Type 2 spondyloepimetaphyseal dysplasia with joint laxity caused by KIF22 gene mutation: a case report and literature review
10.3760/cma.j.cn121113-20220121-00038
- VernacularTitle:KIF22基因突变致脊椎干骺端发育不良伴关节松弛2型一例报告并文献复习
- Author:
Zhen LI
1
;
Yachao LU
;
Ruifang QI
;
Jieying WANG
;
Rongmin LI
;
Jie CHANG
;
Jingna WANG
;
Yanmei SANG
Author Information
1. 保定市儿童医院内分泌科,保定 071000
- From:
Chinese Journal of Orthopaedics
2022;42(21):1460-1464
- CountryChina
- Language:Chinese
-
Abstract:
A male patient aged 1 year and 8 months with type 2 spondyloepimetaphyseal dysplasia with joint laxity (SEMDJL2) was reported.
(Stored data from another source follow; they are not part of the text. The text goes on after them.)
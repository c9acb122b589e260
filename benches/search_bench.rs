//! Benchmarks for distance tables, flat PQ search and IVFADC search.

use adc_search::constants::pq::{CODES_8BIT, REFERENCE_DIM, REFERENCE_SUBVECTOR_DIM};
use adc_search::dataset::{encode_cell_rows, encode_rows, recall_at_k, Dataset};
use adc_search::{
    AdcEngine, CellId, CoarseQuantizer, DistanceTable, MemoryStore, SubspaceLayout, VectorId,
};
use criterion::{black_box, criterion_group, criterion_main, BenchmarkId, Criterion};

const N_VECTORS: usize = 10_000;
const N_CELLS: usize = 64;

fn build_store() -> (MemoryStore, Dataset) {
    println!("Building synthetic store ({} x {})...", N_VECTORS, REFERENCE_DIM);
    let mut dataset = Dataset::generate_seeded(N_VECTORS, 100, REFERENCE_DIM, 42);
    dataset.compute_ground_truth(10);
    let layout = SubspaceLayout::from_dim(REFERENCE_DIM, REFERENCE_SUBVECTOR_DIM).unwrap();
    let codebook = dataset.sample_codebook(layout, CODES_8BIT, 7).unwrap();

    let coarse = CoarseQuantizer::new(
        dataset.vectors[..N_CELLS]
            .iter()
            .enumerate()
            .map(|(i, v)| (CellId(i as u32), v.as_slice().to_vec())),
    )
    .unwrap();

    let store = MemoryStore::new();
    store.put_code_rows("pq_quantization", encode_rows(&codebook, &dataset.vectors).unwrap());
    store.put_cell_rows(
        "fine_quantization",
        encode_cell_rows(&coarse, &codebook, &dataset.vectors).unwrap(),
    );
    store.put_codebook("pq_codebook", codebook.clone());
    store.put_codebook("residual_codebook", codebook);
    store.put_coarse_quantizer(coarse);
    (store, dataset)
}

fn mean_recall<F>(dataset: &Dataset, mut search: F) -> f32
where
    F: FnMut(&[f32]) -> Vec<u64>,
{
    let total: f32 = dataset
        .queries
        .iter()
        .zip(&dataset.ground_truth)
        .map(|(q, truth)| recall_at_k(&search(q.as_slice()), truth, 10))
        .sum();
    total / dataset.queries.len() as f32
}

fn benchmark_search(c: &mut Criterion) {
    let (store, dataset) = build_store();
    let codebook = adc_search::RowStore::codebook(&store, "pq_codebook").unwrap();
    let queries = &dataset.queries;
    let engine = AdcEngine::new(&store);

    let hit_ids = |results: adc_search::SearchResults| -> Vec<u64> {
        results.into_hits().into_iter().map(|h| h.id.0).collect()
    };
    println!(
        "recall@10: pq_flat {:.3}, ivfadc {:.3}",
        mean_recall(&dataset, |q| hit_ids(engine.pq_search(q, 10).unwrap())),
        mean_recall(&dataset, |q| hit_ids(engine.ivfadc_search(q, 10).unwrap())),
    );

    c.bench_function("distance_table_300d_12x256", |b| {
        let query = queries[0].as_slice();
        b.iter(|| black_box(DistanceTable::build(black_box(query), &codebook).unwrap()))
    });

    let mut group = c.benchmark_group("search");
    group.sample_size(20);

    for k in [1, 10, 100] {
        let mut query_idx = 0;
        group.bench_with_input(BenchmarkId::new("pq_flat", k), &k, |b, &k| {
            b.iter(|| {
                let query = &queries[query_idx % queries.len()];
                query_idx += 1;
                black_box(engine.pq_search(query.as_slice(), k).unwrap().count())
            })
        });

        let mut query_idx = 0;
        group.bench_with_input(BenchmarkId::new("ivfadc", k), &k, |b, &k| {
            b.iter(|| {
                let query = &queries[query_idx % queries.len()];
                query_idx += 1;
                black_box(engine.ivfadc_search(query.as_slice(), k).unwrap().count())
            })
        });
    }

    for n_ids in [100, 1_000] {
        let ids: Vec<VectorId> = (1..=n_ids as u64).map(VectorId).collect();
        let mut query_idx = 0;
        group.bench_with_input(BenchmarkId::new("pq_filtered", n_ids), &ids, |b, ids| {
            b.iter(|| {
                let query = &queries[query_idx % queries.len()];
                query_idx += 1;
                black_box(engine.pq_search_filtered(query.as_slice(), 10, ids).unwrap().count())
            })
        });
    }
    group.finish();
}

criterion_group!(benches, benchmark_search);
criterion_main!(benches);
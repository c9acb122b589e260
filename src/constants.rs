//! Named constants for configuration values.
//!
//! Default store object names follow the table layout produced by the
//! indexing pipeline that feeds this crate.

/// Constants for product quantization.
pub mod pq {
    /// Number of codes per position for 8-bit codebooks.
    pub const CODES_8BIT: usize = 256;

    /// Subvector length used by the 300-dimensional word embedding deployment.
    pub const REFERENCE_SUBVECTOR_DIM: usize = 25;

    /// Vector dimension of the word embedding deployment.
    pub const REFERENCE_DIM: usize = 300;
}

/// Constants for PQ k-means clustering.
pub mod kmeans {
    /// Number of assignment/update rounds when none is configured.
    pub const DEFAULT_ITERATIONS: usize = 10;
}

/// Default names of the objects the engines read from the row store.
pub mod tables {
    /// Codebook trained on raw vectors, used by flat PQ search and clustering.
    pub const FLAT_CODEBOOK: &str = "pq_codebook";

    /// Codebook trained on coarse residuals, used by IVFADC search.
    pub const RESIDUAL_CODEBOOK: &str = "residual_codebook";

    /// Code table scanned by flat and filtered PQ search.
    pub const PQ_TABLE: &str = "pq_quantization";

    /// Residual code table (with coarse cell ids) scanned by IVFADC search.
    pub const IVF_TABLE: &str = "fine_quantization";

    /// Full-precision (normalized) vector table.
    pub const VECTOR_TABLE: &str = "google_vecs_norm";
}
The clinical characteristics included short stature, flat middle face, hypotonia, limb joint relaxation, hyperextension of metacarpophalangeal articulation, etc. In addition, the patient had a history of congenital laryngeal stridor. Thus, SEMDJL2 was determined according to the above symptoms and medical history. Sanger sequencing showed that the child carried a c.443C>T missense mutation in the KIF22 gene, which resulted in an amino acid variation namely p.Pro148Leu. This phenotype was preliminarily determined as a pathogenic mutation. Therefore, it is suggested that next-generation sequencing genetic testing could be helpful for genetic diagnosis in children with congenital laryngeal stridor, systemic joint relaxation, and excessive joint extension.